Он тяжело поднялся с дивана — он был большой человек, не то чтобы толстый, но крупный, так что все в нашем доме вдруг стало выглядеть маленьким. Потом сел на табуретку за стойкой, которая отделяет кухню от гостиной, и сказал:

— С удовольствием. Мы не нашли кофе.

— Я держу его в морозильнике, — объяснила я и сама почувствовала, как глупо это звучит. Но Алиса когда-то посоветовала мне держать его там, потому что так он лучше хранится — впрочем, все ведь лучше хранится, если его заморозить? Уж про себя-то я уверена. Почему бы вообще не покончить со всем сразу и не засунуть все в морозильник?

Мы с мистером Джукановичем следили за кофейником так сосредоточенно, будто это был волшебный алхимический прибор, который вот-вот на наших глазах создаст золото. Когда кофе вскипел, я наполнила две кружки, достала из холодильника молоко, налила его в молочник, поскольку с детства привыкла, что вежливость этого требует, сняла крышку с сахарницы и пододвинула ее мистеру Джукановичу. Почему-то мне было страшно интересно, как он пьет кофе, точно это могло открыть мне что-то важное о ситуации, в которой мы очутились, как-то все прояснить и умиротворить, и я смотрела, как он наливает в кружку молоко и кладет две ложки сахару, и думала: ах вот оно что, значит, некрепкий и сладкий, некрепкий и сладкий.
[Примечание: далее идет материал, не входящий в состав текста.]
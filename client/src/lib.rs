pub mod api;
pub mod feedback;
pub mod identity;
pub mod reducer;
pub mod room_view;
pub mod scan;
pub mod subscription;
pub mod transport;

#[cfg(test)]
mod tests;

pub use api::{ApiClient, ApiError};
pub use feedback::{Cue, FeedbackScheduler};
pub use identity::{AuthenticatedUser, IdentityStore, ResolvedIdentity};
pub use reducer::{reduce, Effect, RoomState, StateInput, Step};
pub use room_view::{RoomView, ViewError};
pub use scan::{CardScanner, ScannedGrid};
pub use subscription::Subscriptions;
pub use transport::{Transport, TransportEvent};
Но что это, собственно, значило, да и значило ли что-нибудь вообще?

Джуканович отхлебнул кофе и сказал:

— Очень любезно с вашей стороны было предложить нам пожить у вас. Мы вам очень благодарны. Спасибо.

— Ну что вы, — ответила я. — Мне очень приятно, что вы согласились у нас погостить. — Мне пришло в голову, что это прозвучало так, словно они наши друзья или родственники, приехавшие на праздник, а не бездомные беженцы, и я добавила: — Мне очень жаль, что с вашим домом случилось такое. Настоящий удар судьбы.

— Да, — сказал он. — Это плохо. Очень плохо.

— Ужасно, — сказала я. — Просто ужасно.

— Я должен извиниться за свою жену, — сказал он. — Ей очень стыдно. Понимаете, она очень гордая. Отсюда и стыд.

— Стыдно? — спросила я. — За что? Ей нечего стыдиться.

— Мы потеряли дом, — сказал он. — Наш дом в Америке. Она так его любила! Гордилась им. И вдруг мы его потеряли, и нам пришлось приехать сюда. Для нее это стыдно. К тому же она не говорит по-английски.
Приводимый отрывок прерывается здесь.